Because life becomes more expensive later.
Right now, your mistakes are still small.
Maybe you waste money on something stupid.
Maybe you buy something you never use.
Maybe you spend too much chasing excitement.
That is normal.
And honestly?
I would rather see you make small mistakes now than massive mistakes later.
Because one day the numbers become much bigger.
Cars.
Loans.
Credit cards.
Rent.
Mortgages.
Relationships.
Children.
Adult mistakes are expensive.
Very expensive.
And most people do not suddenly become good at decision-making at 30.
They simply get older.
That is different.
Good judgement comes from experience.
Usually painful experience.
That is why I do not want to control every financial decision you make.
I want you to build judgement.
I want you to learn how regret feels while the consequences are still manageable.
A few hundred dollars lost at 16 can become a lesson.
A few hundred thousand lost later can destroy years of your life.
That is the difference.
When I was younger, I did not really understand money either.
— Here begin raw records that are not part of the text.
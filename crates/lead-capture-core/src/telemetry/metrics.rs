//! Prometheus metrics for the form handler
//!
//! - `lead_capture_submissions_total` (counter) - submit attempts by outcome
//! - `lead_capture_validation_failures_total` (counter) - field errors by field
//! - `lead_capture_webhook_duration_seconds` (histogram) - webhook round trips
//! - `lead_capture_submissions_in_flight` (gauge) - outstanding requests
//!
//! # Example
//!
//! ```rust
//! use lead_capture_core::telemetry::FormMetricsRegistry;
//!
//! let registry = FormMetricsRegistry::new().unwrap();
//! registry.form().record_outcome("submitted");
//! assert!(registry.encode_text().unwrap().contains("lead_capture_submissions_total"));
//! ```

use prometheus::{CounterVec, Encoder, Gauge, Histogram, HistogramOpts, Opts, Registry, TextEncoder};
use std::sync::Arc;

use super::{Result, TelemetryError};
use crate::form::FieldErrors;

const NAMESPACE: &str = "lead_capture";

/// Form handler metrics
pub struct FormMetrics {
    submissions_total: CounterVec,
    validation_failures_total: CounterVec,
    webhook_duration_seconds: Histogram,
    in_flight: Gauge,
}

impl FormMetrics {
    /// Create the metrics and register them with the provided registry
    pub fn new(registry: &Registry) -> Result<Self> {
        let submissions_total = CounterVec::new(
            Opts::new("submissions_total", "Form submit attempts by outcome").namespace(NAMESPACE),
            &["outcome"],
        )?;

        let validation_failures_total = CounterVec::new(
            Opts::new(
                "validation_failures_total",
                "Field validation failures at submit time",
            )
            .namespace(NAMESPACE),
            &["field"],
        )?;

        let webhook_duration_seconds = Histogram::with_opts(
            HistogramOpts::new(
                "webhook_duration_seconds",
                "Webhook request duration in seconds",
            )
            .namespace(NAMESPACE)
            .buckets(vec![0.05, 0.1, 0.25, 0.5, 1.0, 2.5, 5.0, 10.0, 30.0]),
        )?;

        let in_flight = Gauge::with_opts(
            Opts::new("submissions_in_flight", "Webhook requests currently outstanding")
                .namespace(NAMESPACE),
        )?;

        registry.register(Box::new(submissions_total.clone()))?;
        registry.register(Box::new(validation_failures_total.clone()))?;
        registry.register(Box::new(webhook_duration_seconds.clone()))?;
        registry.register(Box::new(in_flight.clone()))?;

        Ok(Self {
            submissions_total,
            validation_failures_total,
            webhook_duration_seconds,
            in_flight,
        })
    }

    /// Count one submit attempt
    pub fn record_outcome(&self, outcome: &str) {
        self.submissions_total.with_label_values(&[outcome]).inc();
    }

    /// Count every field that failed validation
    pub fn record_validation_failures(&self, errors: &FieldErrors) {
        for (field, _) in errors.iter() {
            self.validation_failures_total
                .with_label_values(&[field.as_str()])
                .inc();
        }
    }

    pub fn observe_webhook_duration(&self, seconds: f64) {
        self.webhook_duration_seconds.observe(seconds);
    }

    pub fn request_started(&self) {
        self.in_flight.inc();
    }

    pub fn request_finished(&self) {
        self.in_flight.dec();
    }

    /// Current value of one outcome counter
    pub fn outcome_count(&self, outcome: &str) -> f64 {
        self.submissions_total.with_label_values(&[outcome]).get()
    }
}

/// Registry owning the form metrics
pub struct FormMetricsRegistry {
    registry: Arc<Registry>,
    form: Arc<FormMetrics>,
}

impl FormMetricsRegistry {
    pub fn new() -> Result<Self> {
        let registry = Arc::new(Registry::new());
        let form = Arc::new(FormMetrics::new(&registry)?);
        Ok(Self { registry, form })
    }

    /// Shared handle to the form metrics
    pub fn form(&self) -> Arc<FormMetrics> {
        Arc::clone(&self.form)
    }

    /// Encode all metrics in the Prometheus text format
    pub fn encode_text(&self) -> Result<String> {
        let mut buffer = Vec::new();
        TextEncoder::new().encode(&self.registry.gather(), &mut buffer)?;
        String::from_utf8(buffer).map_err(|e| TelemetryError::Encoding(e.to_string()))
    }
}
I was protected in many ways.
And I am grateful for that.
But protection can also delay growth.
If somebody always prevents you from failing, you never fully learn how to recover.
You never build confidence in your ability to survive mistakes.
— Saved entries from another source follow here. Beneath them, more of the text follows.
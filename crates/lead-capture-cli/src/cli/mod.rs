//! CLI module for lead-capture
//!
//! Command-line access to the contact form handler: validate lead documents,
//! submit them to the webhook and print the effective configuration.

pub mod commands;
pub mod output;

pub use commands::{LeadCli, LeadCommands};
pub use output::{LogFormat, OutputFormat};

use lead_capture_core::{LeadError, SubmitOutcome};
use tracing_subscriber::EnvFilter;

/// Exit codes for CLI operations
#[derive(Debug, Clone, Copy, PartialEq, Eq)]
#[repr(i32)]
pub enum ExitCode {
    /// Lead valid / delivered, or nothing to do
    Success = 0,
    /// Lead failed validation
    ValidationFailed = 1,
    /// Webhook request failed
    SubmissionFailed = 2,
    /// Invalid input or arguments
    InvalidInput = 3,
    /// File not found or inaccessible
    FileError = 4,
    /// Invalid configuration
    ConfigError = 5,
    /// Internal error
    InternalError = 10,
}

impl From<ExitCode> for i32 {
    fn from(code: ExitCode) -> Self {
        code as i32
    }
}

impl ExitCode {
    /// Exit code for a submit attempt
    pub fn from_outcome(outcome: &SubmitOutcome) -> Self {
        match outcome {
            SubmitOutcome::Submitted(_) | SubmitOutcome::Ignored => ExitCode::Success,
            SubmitOutcome::Rejected(_) => ExitCode::ValidationFailed,
            SubmitOutcome::Failed(_) => ExitCode::SubmissionFailed,
        }
    }

    /// Exit code for an error that aborted the command
    pub fn from_error(error: &LeadError) -> Self {
        match error {
            LeadError::InvalidInput(_) | LeadError::ParseError(_) => ExitCode::InvalidInput,
            LeadError::FileError(_) => ExitCode::FileError,
            LeadError::Config(_) => ExitCode::ConfigError,
            LeadError::SerializationError(_) | LeadError::Internal(_) => ExitCode::InternalError,
        }
    }
}

/// Install the global tracing subscriber
///
/// Logs go to stderr so stdout stays parseable. `RUST_LOG` directives are
/// honoured on top of the verbosity flags.
pub fn init_logging(verbose: u8, quiet: bool, format: LogFormat) {
    let level = if quiet {
        tracing::Level::ERROR
    } else {
        match verbose {
            0 => tracing::Level::WARN,
            1 => tracing::Level::INFO,
            2 => tracing::Level::DEBUG,
            _ => tracing::Level::TRACE,
        }
    };

    let builder = tracing_subscriber::fmt()
        .with_env_filter(EnvFilter::from_default_env().add_directive(level.into()))
        .with_target(false)
        .with_writer(std::io::stderr);

    match format {
        LogFormat::Json => builder.json().init(),
        LogFormat::Text => builder.init(),
    }
}

/// Run the CLI with the given arguments and return the exit code
pub async fn run(cli: LeadCli) -> Result<ExitCode, LeadError> {
    match cli.command {
        LeadCommands::Validate { lead, format } => commands::execute_validate(&lead, format),
        LeadCommands::Submit {
            lead,
            config,
            webhook_url,
            timeout_ms,
            format,
        } => {
            commands::execute_submit(&lead, config.as_deref(), webhook_url, timeout_ms, format)
                .await
        }
        LeadCommands::Config { config, format } => {
            commands::execute_config(config.as_deref(), format)
        }
    }
}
That confidence matters more than people realise.
Because life will eventually hit everyone.
Illness.
Job loss.
Financial pressure.
Unexpected change.
Nobody escapes difficulty forever.
And when those moments come, I do not want you collapsing because life stopped being comfortable.
I want you to know:
“I can figure things out.”
“I can rebuild.”
“I can adapt.”
That mindset is more valuable than looking successful.
Most people are terrified of failure.
But the truth is:
Small failures teach people how to survive big ones.
And survival matters more than perfection.
You do not need to become fearless.
You just need to stop thinking mistakes mean the end of your life.
Sometimes mistakes become your best education.
Some of the strongest people I know are not people who avoided struggle.
They are people who learned how to stand back up after it.
That is why I want you to practice now.
Not recklessly.
Not carelessly.
But realistically.
Spend.
Think.
Regret.
Adjust.
Learn.
That is how judgement grows.
And that is how people slowly become independent.